Dimanche 31 janvier 2016, par Gabriel Goyette-Côté

Rarement un changement de gouvernement aura suscité autant d'attentes et d'espoirs au Canada pour le secteur de la coopération internationale. Pourtant, il est intéressant de noter que ces espoirs ne sont pas tant motivés par les engagements du nouveau gouvernement Trudeau que par la volonté de plusieurs dans le milieu de tourner la page sur les politiques, les pratiques et surtout l'attitude du gouvernement Harper. Que peut-on réellement attendre du gouvernement Trudeau en matière d'aide au développement et quels sont les défis auxquels il fait face ?

Disons-le d'entrée de jeu, le ton a déjà fortement changé depuis l'élection de M. Trudeau. Ainsi, le nouveau premier ministre a inclus dans la lettre de mandat du ministre des Finances, M. Morneau, la directive suivante :Travailler avec la ministre du Revenu national afin de permettre aux organismes de bienfaisance de travailler au nom des Canadiens et des Canadiennes sans avoir à subir de harcèlement politique, et de moderniser les règles régissant les organismes de bienfaisance et les organismes à but non lucratif.

Cela tranche très certainement avec le harcèlement administratif dont plusieurs ONG ont fait l'objet sous le régime Harper comme ce fut le cas pour Alternatives. Par-delà, il sera intéressant de voir le type de relations qu'entretiendra le nouveau gouvernement avec les ONG de coopération ; seront-elles reconnues comme de réels acteurs du développement ou simplement confinées à un simple rôle d'exécutants des politiques et priorités gouvernementales ?

Au titre des autres bonnes nouvelles, notons également la nomination d'une ministre qui n'est pas complètement étrangère aux enjeux du développement international. En effet, Mme Bibeau a débuté sa carrière à l'ACDI et dispose d'une certaine expérience sur le terrain au Maroc et au Bénin. On peut également noter la volonté de contribuer à la lutte et l'adaptation aux changements climatiques dans le Sud exprimée en marge de la COP21, une réalité que ne reconnaissait même pas le gouvernement antérieur, de même qu'un engagement plus robuste en faveur des réfugiés et des organisations multilatérales qui traduisent un rapport différent à l'aide, une vision moins orientée sur la charité.

Le contraste a beau être frappant entre les discours conservateurs et libéraux sur l'aide internationale, on doit demeurer vigilants et exigeants quant aux pratiques et politiques que mettra effectivement en œuvre le nouveau gouvernement. À cet égard, quelques défis attendent la nouvelle ministre.
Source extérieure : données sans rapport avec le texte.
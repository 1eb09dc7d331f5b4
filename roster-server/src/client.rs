//! Blocking HTTP client for a running roster server.

use roster_core::Catalog;

use crate::api::{ErrorBody, MessageResponse};
use crate::error::ServerError;

pub const DEFAULT_SERVER_URL: &str = "http://127.0.0.1:8000";

/// `GET /activities`
pub fn list_activities(base_url: &str) -> Result<Catalog, ServerError> {
    let url = format!("{}/activities", base_url.trim_end_matches('/'));
    let response = ureq::get(&url)
        .call()
        .map_err(|err| request_error(base_url, err))?;
    response
        .into_json()
        .map_err(|e| ServerError::Transport(format!("invalid catalog payload: {e}")))
}

/// `POST /activities/{activity}/signup?email=`
pub fn signup(base_url: &str, activity: &str, email: &str) -> Result<String, ServerError> {
    let url = activity_url(base_url, activity, "signup");
    let response = ureq::post(&url)
        .query("email", email)
        .call()
        .map_err(|err| request_error(base_url, err))?;
    into_message(response)
}

/// `DELETE /activities/{activity}/participants?email=`
pub fn unregister(base_url: &str, activity: &str, email: &str) -> Result<String, ServerError> {
    let url = activity_url(base_url, activity, "participants");
    let response = ureq::delete(&url)
        .query("email", email)
        .call()
        .map_err(|err| request_error(base_url, err))?;
    into_message(response)
}

fn activity_url(base_url: &str, activity: &str, action: &str) -> String {
    format!(
        "{}/activities/{}/{action}",
        base_url.trim_end_matches('/'),
        urlencoding::encode(activity)
    )
}

fn into_message(response: ureq::Response) -> Result<String, ServerError> {
    let body: MessageResponse = response
        .into_json()
        .map_err(|e| ServerError::Transport(format!("invalid response payload: {e}")))?;
    Ok(body.message)
}

fn request_error(base_url: &str, err: ureq::Error) -> ServerError {
    match err {
        ureq::Error::Status(status, response) => {
            let raw = response.into_string().unwrap_or_default();
            let detail = serde_json::from_str::<ErrorBody>(&raw)
                .map(|body| body.detail)
                .unwrap_or(raw);
            ServerError::Rejected { status, detail }
        }
        ureq::Error::Transport(transport) => match transport.kind() {
            ureq::ErrorKind::ConnectionFailed => ServerError::NotRunning {
                url: base_url.to_string(),
            },
            _ => ServerError::Transport(transport.to_string()),
        },
    }
}
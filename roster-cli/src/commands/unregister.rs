//! `roster unregister <activity> <email>`

use anyhow::{Context, Result};
use clap::Args;
use colored::Colorize;

use roster_server::client;

use super::with_hint;
use crate::ServerArg;

/// Arguments for `roster unregister`.
#[derive(Args, Debug)]
pub struct UnregisterArgs {
    /// Activity name, e.g. "Chess Club".
    pub activity: String,

    /// Participant email address to remove.
    pub email: String,

    #[command(flatten)]
    pub server: ServerArg,
}

impl UnregisterArgs {
    pub fn run(self) -> Result<()> {
        let message = client::unregister(&self.server.url, &self.activity, &self.email)
            .map_err(with_hint)
            .with_context(|| format!("could not unregister from '{}'", self.activity))?;
        println!("{} {message}", "✓".green().bold());
        Ok(())
    }
}
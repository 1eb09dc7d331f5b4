//! Domain types for the activity roster.
//!
//! All types are serializable/deserializable via serde; the same shapes are used
//! for the HTTP JSON payloads and for YAML catalog files.

use std::borrow::Borrow;
use std::collections::btree_map;
use std::collections::BTreeMap;
use std::fmt;

use serde::{Deserialize, Serialize};

use crate::error::DirectoryError;

// ---------------------------------------------------------------------------
// Newtypes
// ---------------------------------------------------------------------------

/// The unique name of an activity in the catalog (e.g. "Chess Club").
#[derive(Debug, Clone, PartialEq, Eq, PartialOrd, Ord, Hash, Serialize, Deserialize)]
#[serde(transparent)]
pub struct ActivityName(pub String);

impl ActivityName {
    pub fn as_str(&self) -> &str {
        &self.0
    }
}

impl fmt::Display for ActivityName {
    fn fmt(&self, f: &mut fmt::Formatter<'_>) -> fmt::Result {
        self.0.fmt(f)
    }
}

impl From<String> for ActivityName {
    fn from(s: String) -> Self {
        Self(s)
    }
}

impl From<&str> for ActivityName {
    fn from(s: &str) -> Self {
        Self(s.to_owned())
    }
}

impl Borrow<str> for ActivityName {
    fn borrow(&self) -> &str {
        &self.0
    }
}

/// A participant's email address. Treated as an opaque identifier; only
/// emptiness is checked.
#[derive(Debug, Clone, PartialEq, Eq, PartialOrd, Ord, Hash, Serialize, Deserialize)]
#[serde(transparent)]
pub struct Email(pub String);

impl Email {
    /// Trim surrounding whitespace and reject empty input.
    pub fn parse(raw: &str) -> Result<Self, DirectoryError> {
        let trimmed = raw.trim();
        if trimmed.is_empty() {
            return Err(DirectoryError::InvalidEmail);
        }
        Ok(Self(trimmed.to_owned()))
    }

    pub fn as_str(&self) -> &str {
        &self.0
    }
}

impl fmt::Display for Email {
    fn fmt(&self, f: &mut fmt::Formatter<'_>) -> fmt::Result {
        self.0.fmt(f)
    }
}

impl From<&str> for Email {
    fn from(s: &str) -> Self {
        Self(s.to_owned())
    }
}

impl From<String> for Email {
    fn from(s: String) -> Self {
        Self(s)
    }
}

// ---------------------------------------------------------------------------
// Domain structs
// ---------------------------------------------------------------------------

/// A single activity: display metadata, a capacity, and the enrolled participants.
#[derive(Debug, Clone, PartialEq, Eq, Serialize, Deserialize)]
pub struct Activity {
    pub description: String,
    #[serde(default, skip_serializing_if = "Option::is_none")]
    pub schedule: Option<String>,
    /// Maximum number of participants.
    #[serde(alias = "max_participants")]
    pub capacity: u32,
    /// Enrolled participants in signup order. Unique within the activity.
    #[serde(default)]
    pub participants: Vec<Email>,
}

impl Activity {
    pub fn new(description: impl Into<String>, capacity: u32) -> Self {
        Self {
            description: description.into(),
            schedule: None,
            capacity,
            participants: Vec::new(),
        }
    }

    pub fn with_schedule(mut self, schedule: impl Into<String>) -> Self {
        self.schedule = Some(schedule.into());
        self
    }

    pub fn with_participants<I, E>(mut self, participants: I) -> Self
    where
        I: IntoIterator<Item = E>,
        E: Into<Email>,
    {
        self.participants = participants.into_iter().map(Into::into).collect();
        self
    }

    pub fn has_participant(&self, email: &str) -> bool {
        self.participants.iter().any(|p| p.as_str() == email)
    }

    pub fn remaining_spots(&self) -> u32 {
        let taken = u32::try_from(self.participants.len()).unwrap_or(u32::MAX);
        self.capacity.saturating_sub(taken)
    }

    pub fn is_full(&self) -> bool {
        self.remaining_spots() == 0
    }
}

/// An owned snapshot of the directory: activity name → [`Activity`], ordered by name.
#[derive(Debug, Clone, PartialEq, Eq, Default, Serialize, Deserialize)]
#[serde(transparent)]
pub struct Catalog(BTreeMap<ActivityName, Activity>);

impl Catalog {
    pub fn new() -> Self {
        Self::default()
    }

    /// Insert or replace an activity; returns the previous entry for that name.
    pub fn insert(&mut self, name: impl Into<ActivityName>, activity: Activity) -> Option<Activity> {
        self.0.insert(name.into(), activity)
    }

    pub fn get(&self, name: &str) -> Option<&Activity> {
        self.0.get(name)
    }

    pub(crate) fn get_mut(&mut self, name: &str) -> Option<&mut Activity> {
        self.0.get_mut(name)
    }

    pub fn contains(&self, name: &str) -> bool {
        self.0.contains_key(name)
    }

    pub fn len(&self) -> usize {
        self.0.len()
    }

    pub fn is_empty(&self) -> bool {
        self.0.is_empty()
    }

    pub fn iter(&self) -> btree_map::Iter<'_, ActivityName, Activity> {
        self.0.iter()
    }
}

impl<'a> IntoIterator for &'a Catalog {
    type Item = (&'a ActivityName, &'a Activity);
    type IntoIter = btree_map::Iter<'a, ActivityName, Activity>;

    fn into_iter(self) -> Self::IntoIter {
        self.0.iter()
    }
}

impl FromIterator<(ActivityName, Activity)> for Catalog {
    fn from_iter<T: IntoIterator<Item = (ActivityName, Activity)>>(iter: T) -> Self {
        Self(iter.into_iter().collect())
    }
}

// ---------------------------------------------------------------------------
// Tests
// ---------------------------------------------------------------------------

#[cfg(test)]
mod tests {
    use super::*;

    #[test]
    fn newtype_display() {
        assert_eq!(ActivityName::from("Chess Club").to_string(), "Chess Club");
        assert_eq!(Email::from("a@b.example").to_string(), "a@b.example");
    }

    #[test]
    fn email_parse_trims_and_rejects_blank() {
        assert_eq!(Email::parse("  a@b.example \n").unwrap().as_str(), "a@b.example");
        assert_eq!(Email::parse("   ").unwrap_err(), DirectoryError::InvalidEmail);
        assert_eq!(Email::parse("").unwrap_err(), DirectoryError::InvalidEmail);
    }

    #[test]
    fn remaining_spots_never_underflows() {
        let activity = Activity::new("Tiny", 1).with_participants(["a@x", "b@x"]);
        assert_eq!(activity.remaining_spots(), 0);
        assert!(activity.is_full());
    }

    #[test]
    fn catalog_lookup_by_str() {
        let mut catalog = Catalog::new();
        catalog.insert("Chess Club", Activity::new("chess", 12));
        assert!(catalog.contains("Chess Club"));
        assert!(catalog.get("chess club").is_none());
        assert_eq!(catalog.len(), 1);
    }

    #[test]
    fn catalog_json_shape() {
        let mut catalog = Catalog::new();
        catalog.insert(
            "Chess Club",
            Activity::new("chess", 12).with_participants(["michael@mergington.edu"]),
        );
        let json = serde_json::to_value(&catalog).expect("serialize");
        assert_eq!(json["Chess Club"]["capacity"], 12);
        assert_eq!(json["Chess Club"]["participants"][0], "michael@mergington.edu");
        assert!(json["Chess Club"].get("schedule").is_none());
    }

    #[test]
    fn max_participants_alias_is_accepted() {
        let yaml = "Chess Club:\n  description: chess\n  max_participants: 12\n";
        let catalog: Catalog = serde_yaml::from_str(yaml).expect("deserialize");
        assert_eq!(catalog.get("Chess Club").unwrap().capacity, 12);
        assert!(catalog.get("Chess Club").unwrap().participants.is_empty());
    }
}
Un des principaux chantiers du gouvernement sera d'élaborer une véritable politique d'aide internationale pour le Canada. En effet, les pratiques canadiennes ont grandement changés sous les Conservateurs. Au début, les transformations paraissaient être à l'emporte pièce. Puis, une idée, voir une idéologie plus générale a parue relié tous ces changements. Par ricochet, la transparence, l'imputabilité et l'efficacité développementale de l'aide canadienne se sont vues réduites. Si le gouvernement Trudeau promet de se lancer dans une série de réformes à son tour, espérons qu'elles se feront dans la transparence et avec la collaboration de la société civile comme l'exige la loi sur la responsabilité en matière d'aide au développement officielle adoptée en 2008.

Le second défi de taille sera de remettre le développement au cœur de la politique de développement international du Canada. Tantôt au service de ses intérêts géopolitiques, tantôt au service de ses intérêts commerciaux ou diplomatiques, le Canada a rarement fait du développement l'objectif principal de sa politique de développement. Il sera intéressant de voir l'équilibre qui s'établira au sein d'Affaires mondiales Canada (le nouveau nom du ministère regroupant les affaires étrangères, le commerce international et le développement international) entre les différentes missions du ministère.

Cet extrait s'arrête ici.